Paludisme : la combinaison artésunate + méfloquine devrait être envisagée avec précaution
Le succès du traitement antipaludéen artésunate + méfloquine en Thaïlande ne devrait pas être étendu aux autres pays et notamment en Afrique. Des médecins thaïlandais déclarent dans le Lancet qu'il est encore trop tôt pour affirmer que l'addition d'artésunate a bloqué la progression de la résistance à la méfloquine en Thaïlande. De plus, le profil épidémiologique du paludisme en Afrique est très différent, ce qui pourrait considérablement limiter l'application de ce traitement dans des zones endémiques.
Selon le Dr C. Wongsrichanalai (Armed Forced Research Institute of Medical Science, Bangkok) et ses collaborateurs, la situation épidémiologique particulière de la Thaïlande et la présence d'infrastructures efficaces dans ce pays ont largement contribué au succès de cette stratégie de lutte contre le paludisme. L'association artésunate + méfloquine ne serait qu'un élément du contrôle de la maladie.
Les auteurs soulignent que "Même si ce schéma thérapeutique devenait un réel succès, l'extrapolation de l'expérience de la Thaïlande à d'autres pays sans comprendre l'épidémiologie locale et les activités de contrôle pourrait être une erreur".

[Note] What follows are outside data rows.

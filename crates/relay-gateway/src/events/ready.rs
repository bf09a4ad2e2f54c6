//! READY payload
//!
//! Only the fields the session layer needs; everything else stays in the raw
//! value handed to the caller's READY handler.

use serde::{Deserialize, Serialize};

/// Payload of the READY dispatch
#[derive(Debug, Clone, Serialize, Deserialize)]
pub struct ReadyEvent {
    /// Session id to use for Resume
    pub session_id: String,

    /// Authenticated account
    #[serde(default, skip_serializing_if = "Option::is_none")]
    pub user: Option<ReadyUser>,
}

/// The authenticated account in READY
#[derive(Debug, Clone, Serialize, Deserialize)]
pub struct ReadyUser {
    pub id: String,
    #[serde(default)]
    pub username: String,
    #[serde(default)]
    pub discriminator: Option<String>,
}

impl ReadyUser {
    /// `name#1234` for legacy accounts, bare username otherwise
    #[must_use]
    pub fn tag(&self) -> String {
        match self.discriminator.as_deref() {
            Some(d) if d != "0" && d != "0000" => format!("{}#{d}", self.username),
            _ => self.username.clone(),
        }
    }
}
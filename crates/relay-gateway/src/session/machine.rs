//! Session state machine
//!
//! Drives one physical connection from HELLO to teardown: performs the
//! IDENTIFY/RESUME handshake, tracks the sequence number, answers heartbeat
//! traffic and forwards DISPATCH events to the dispatch table.

use super::{CloseReason, ResumeState, SessionOutcome, SessionReport, SessionState};
use crate::client::transport::Outbound;
use crate::client::{ClientStatus, Credentials, GatewayConfig};
use crate::codec::FrameDecoder;
use crate::dispatch::{DispatchEvent, DispatchTable};
use crate::error::GatewayError;
use crate::events::GatewayEventType;
use crate::heartbeat::{
    acknowledge, send_heartbeat, HeartbeatConfig, HeartbeatExit, HeartbeatManager, HeartbeatState,
};
use crate::protocol::{CloseCode, GatewayMessage, IdentifyPayload, OpCode, ResumePayload};
use futures::{Stream, StreamExt};
use std::sync::Arc;
use std::time::Duration;
use tokio::sync::{mpsc, watch};
use tokio::task::JoinHandle;
use tokio::time::Instant;
use tokio_tungstenite::tungstenite::{Error as WsError, Message};
use tokio_util::sync::CancellationToken;

/// One physical connection's protocol session
pub struct GatewaySession {
    config: Arc<GatewayConfig>,
    credentials: Arc<Credentials>,
    dispatch: Arc<DispatchTable>,
    client_id: Arc<str>,
    state: SessionState,
    resume: ResumeState,
    decoder: FrameDecoder,
    heartbeat: Arc<HeartbeatState>,
    heartbeat_task: Option<JoinHandle<HeartbeatExit>>,
    interval: Option<Duration>,
    ready_at: Option<Instant>,
    outbound: mpsc::Sender<Outbound>,
    closed: CancellationToken,
    status: Arc<watch::Sender<ClientStatus>>,
}
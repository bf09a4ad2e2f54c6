//! Relay Gateway entry point
//!
//! Run with:
//! ```bash
//! cargo run -p relay-gateway
//! ```
//!
//! Configuration is loaded from environment variables; tokens are read from
//! the file named by `RELAY_TOKENS_FILE`, one per line.

use relay_common::{try_init_tracing_with_config, AppConfig, AppError, AppResult, TracingConfig};
use relay_gateway::events::{MessageCreateEvent, ReadyEvent, ReadyUser};
use relay_gateway::{
    DispatchEvent, DispatchTable, FleetReport, FleetSupervisor, GatewayConfig, HandlerResult,
};
use std::future::Future;
use std::path::Path;
use tracing::{error, info, warn};

#[tokio::main]
async fn main() {
    let config = AppConfig::from_env();

    // Initialize tracing
    let tracing_config = match &config {
        Ok(config) => TracingConfig::for_environment(config.app.env, config.app.log_json),
        Err(_) => TracingConfig::development(),
    };
    if let Err(e) = try_init_tracing_with_config(tracing_config) {
        eprintln!("Warning: Failed to initialize tracing: {e}");
    }

    let result = match config {
        Ok(config) => run(config).await,
        Err(e) => Err(e.into()),
    };

    if let Err(e) = result {
        error!(error = %e, "Relay gateway failed");
        std::process::exit(e.exit_code());
    }
}

async fn run(config: AppConfig) -> AppResult<()> {
    info!(
        env = ?config.app.env,
        url = %config.gateway.url,
        max_reconnects = config.backoff.max_reconnects,
        "Starting Relay Gateway..."
    );

    rustls::crypto::ring::default_provider().install_default().ok();

    let tokens = load_tokens(&config.app.tokens_file).await?;
    info!(count = tokens.len(), "Tokens loaded");

    let gateway = GatewayConfig::from_settings(&config.gateway, &config.backoff);
    let fleet = FleetSupervisor::new(gateway, handlers(), tokens);
    fleet.start_all();

    let report = wait_for_fleet(&fleet, tokio::signal::ctrl_c()).await;

    for (client_id, status) in &report.clients {
        info!(client_id = %client_id, status = %status, "Client finished");
    }
    info!(summary = %report, "Relay gateway stopped");

    Ok(())
}

/// Wait for every client to stop, shutting the fleet down on `shutdown`
///
/// If the shutdown signal cannot be listened for, the fleet keeps running
/// until its clients stop on their own.
async fn wait_for_fleet(
    fleet: &FleetSupervisor,
    shutdown: impl Future<Output = std::io::Result<()>>,
) -> FleetReport {
    tokio::select! {
        report = fleet.join() => report,
        signal = shutdown => {
            match signal {
                Ok(()) => {
                    info!("Shutdown signal received");
                    fleet.shutdown();
                }
                Err(e) => {
                    warn!(error = %e, "Failed to listen for ctrl-c, running until all clients stop");
                }
            }
            fleet.join().await
        }
    }
}

/// Read one token per line, skipping blank lines and `#` comments
async fn load_tokens(path: &Path) -> AppResult<Vec<String>> {
    let contents = tokio::fs::read_to_string(path)
        .await
        .map_err(|e| AppError::io(path, e))?;

    let tokens = parse_tokens(&contents);
    if tokens.is_empty() {
        return Err(AppError::NoTokens(path.to_path_buf()));
    }
    Ok(tokens)
}

fn parse_tokens(contents: &str) -> Vec<String> {
    contents
        .lines()
        .map(str::trim)
        .filter(|line| !line.is_empty() && !line.starts_with('#'))
        .map(str::to_string)
        .collect()
}

fn handlers() -> DispatchTable {
    DispatchTable::builder()
        .on("READY", on_ready)
        .on("MESSAGE_CREATE", on_message)
        .build()
}

async fn on_ready(event: DispatchEvent) -> HandlerResult {
    let ready: ReadyEvent = event.parse()?;
    let user = ready.user.as_ref();
    info!(
        client_id = %event.client_id,
        account_id = user.map_or("", |u| u.id.as_str()),
        username = %user.map(ReadyUser::tag).unwrap_or_default(),
        "Account ready"
    );
    Ok(())
}

async fn on_message(event: DispatchEvent) -> HandlerResult {
    let message: MessageCreateEvent = event.parse()?;
    info!(
        client_id = %event.client_id,
        channel_id = %message.channel_id,
        author = %message.author.username,
        content_len = message.content.len(),
        "Message received"
    );
    Ok(())
}
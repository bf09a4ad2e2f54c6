//! Transport codec
//!
//! Turns WebSocket frames from a `compress=zlib-stream` connection into gateway messages.

mod error;
mod frame_decoder;

pub use error::DecodeError;
pub use frame_decoder::{FrameDecoder, ZLIB_SUFFIX};
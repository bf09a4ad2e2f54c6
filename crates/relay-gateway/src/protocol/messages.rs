//! Gateway message format
//!
//! The `{op, d, s, t}` envelope shared by every message in both directions.

use super::{HelloPayload, IdentifyPayload, OpCode, PresenceUpdatePayload, ResumePayload};
use crate::events::ReadyEvent;
use serde::{Deserialize, Serialize};
use serde_json::Value;

/// Gateway message envelope
///
/// `op` is kept raw so that op codes this client does not know still parse;
/// use [`GatewayMessage::opcode`] for the typed view.
#[derive(Debug, Clone, Default, Serialize, Deserialize)]
pub struct GatewayMessage {
    /// Operation code
    #[serde(default, skip_serializing_if = "Option::is_none")]
    pub op: Option<u8>,

    /// Event data payload (`null` when absent)
    #[serde(default)]
    pub d: Value,

    /// Sequence number (only for op=0 Dispatch)
    #[serde(default, skip_serializing_if = "Option::is_none")]
    pub s: Option<u64>,

    /// Event name (only for op=0 Dispatch)
    #[serde(default, skip_serializing_if = "Option::is_none")]
    pub t: Option<String>,
}

impl GatewayMessage {
    fn with_op(op: OpCode, d: Value) -> Self {
        Self {
            op: Some(op.as_u8()),
            d,
            s: None,
            t: None,
        }
    }

    /// Typed op code, `None` if absent or unknown
    #[must_use]
    pub fn opcode(&self) -> Option<OpCode> {
        self.op.and_then(OpCode::from_u8)
    }

    // === Client Messages ===

    /// Create a Heartbeat message (op=1) carrying the last seen sequence
    #[must_use]
    pub fn heartbeat(last_sequence: Option<u64>) -> Self {
        Self::with_op(
            OpCode::Heartbeat,
            last_sequence.map_or(Value::Null, |s| Value::Number(s.into())),
        )
    }

    /// Create an Identify message (op=2)
    #[must_use]
    pub fn identify(payload: &IdentifyPayload) -> Self {
        Self::with_op(OpCode::Identify, serde_json::to_value(payload).unwrap_or_default())
    }

    /// Create a Presence Update message (op=3)
    #[must_use]
    pub fn presence_update(payload: &PresenceUpdatePayload) -> Self {
        Self::with_op(
            OpCode::PresenceUpdate,
            serde_json::to_value(payload).unwrap_or_default(),
        )
    }

    /// Create a Resume message (op=6)
    #[must_use]
    pub fn resume(payload: &ResumePayload) -> Self {
        Self::with_op(OpCode::Resume, serde_json::to_value(payload).unwrap_or_default())
    }

    // === Peer Messages ===

    /// Create a Dispatch message (op=0)
    #[must_use]
    pub fn dispatch(event_type: impl Into<String>, sequence: u64, data: Value) -> Self {
        Self {
            op: Some(OpCode::Dispatch.as_u8()),
            d: data,
            s: Some(sequence),
            t: Some(event_type.into()),
        }
    }

    /// Create a Hello message (op=10)
    #[must_use]
    pub fn hello(heartbeat_interval_ms: u64) -> Self {
        Self::with_op(
            OpCode::Hello,
            serde_json::to_value(HelloPayload::with_interval(heartbeat_interval_ms))
                .unwrap_or_default(),
        )
    }

    /// Create a Heartbeat ACK message (op=11)
    #[must_use]
    pub fn heartbeat_ack() -> Self {
        Self::with_op(OpCode::HeartbeatAck, Value::Null)
    }

    /// Create a Reconnect message (op=7)
    #[must_use]
    pub fn reconnect() -> Self {
        Self::with_op(OpCode::Reconnect, Value::Null)
    }

    /// Create an Invalid Session message (op=9)
    #[must_use]
    pub fn invalid_session(resumable: bool) -> Self {
        Self::with_op(OpCode::InvalidSession, Value::Bool(resumable))
    }

    // === Parsing ===

    /// Try to parse as a Hello payload (op=10)
    pub fn as_hello(&self) -> Option<HelloPayload> {
        if self.opcode() != Some(OpCode::Hello) {
            return None;
        }
        HelloPayload::deserialize(&self.d).ok()
    }

    /// Try to parse as a READY dispatch
    pub fn as_ready(&self) -> Option<ReadyEvent> {
        if self.opcode() != Some(OpCode::Dispatch) || self.t.as_deref() != Some("READY") {
            return None;
        }
        ReadyEvent::deserialize(&self.d).ok()
    }

    /// Sequence number carried by a heartbeat (op=1)
    pub fn as_heartbeat_seq(&self) -> Option<Option<u64>> {
        if self.opcode() != Some(OpCode::Heartbeat) {
            return None;
        }
        Some(self.d.as_u64())
    }

    // === Utilities ===

    /// Serialize to JSON string
    pub fn to_json(&self) -> Result<String, serde_json::Error> {
        serde_json::to_string(self)
    }

    /// Deserialize from JSON string
    pub fn from_json(json: &str) -> Result<Self, serde_json::Error> {
        serde_json::from_str(json)
    }
}

impl std::fmt::Display for GatewayMessage {
    fn fmt(&self, f: &mut std::fmt::Formatter<'_>) -> std::fmt::Result {
        match (self.opcode(), self.op) {
            (Some(op), _) => write!(f, "GatewayMessage(op={op}")?,
            (None, Some(raw)) => write!(f, "GatewayMessage(op=unknown ({raw})")?,
            (None, None) => write!(f, "GatewayMessage(op=none")?,
        }
        if let Some(t) = &self.t {
            write!(f, ", t={t}")?;
        }
        if let Some(s) = self.s {
            write!(f, ", s={s}")?;
        }
        write!(f, ")")
    }
}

A ce sujet, ils rappellent qu'en 1998, le nombre de victimes du paludisme en Thaïlande s'élevait à 600 adultes alors qu'en Afrique environ 1 million d'enfants meurent chaque année de cette affection.
Un autre problème relève directement des deux médicaments. Les deux molécules ont une demi-vie très différente (30-45 min pour l'artésunate et 3 semaines pour la méfloquine). "Lorsqu'ils sont utilisés ensemble, la méfloquine exercera une pression de sélection significative en présence de transmission du paludisme". De ce fait, cette association ne devrait pas être employée dans des régions endémiques comme l'Afrique tropicale, où il est impossible de réduire la transmission à un degré suffisant pour éviter la sélection de Plasmodium résistants [à la méfloquine].
Enfin, un tel traitement serait efficace seulement si la plupart des sujets infectés étaient traités mais cette éventualité est contrariée par la présence de nombreux patients asymptomatiques en Afrique.
L'urgence d'un traitement efficace est indéniable et doit être associée à une amélioration du diagnostic et des infrastructures sanitaires, ajoutent les auteurs.
Selon eux, si l'association artésunate + méfloquine est retenue, il faudra absolument éviter qu'une de ces molécules soit prise sans son partenaire, afin d'éviter les résistances.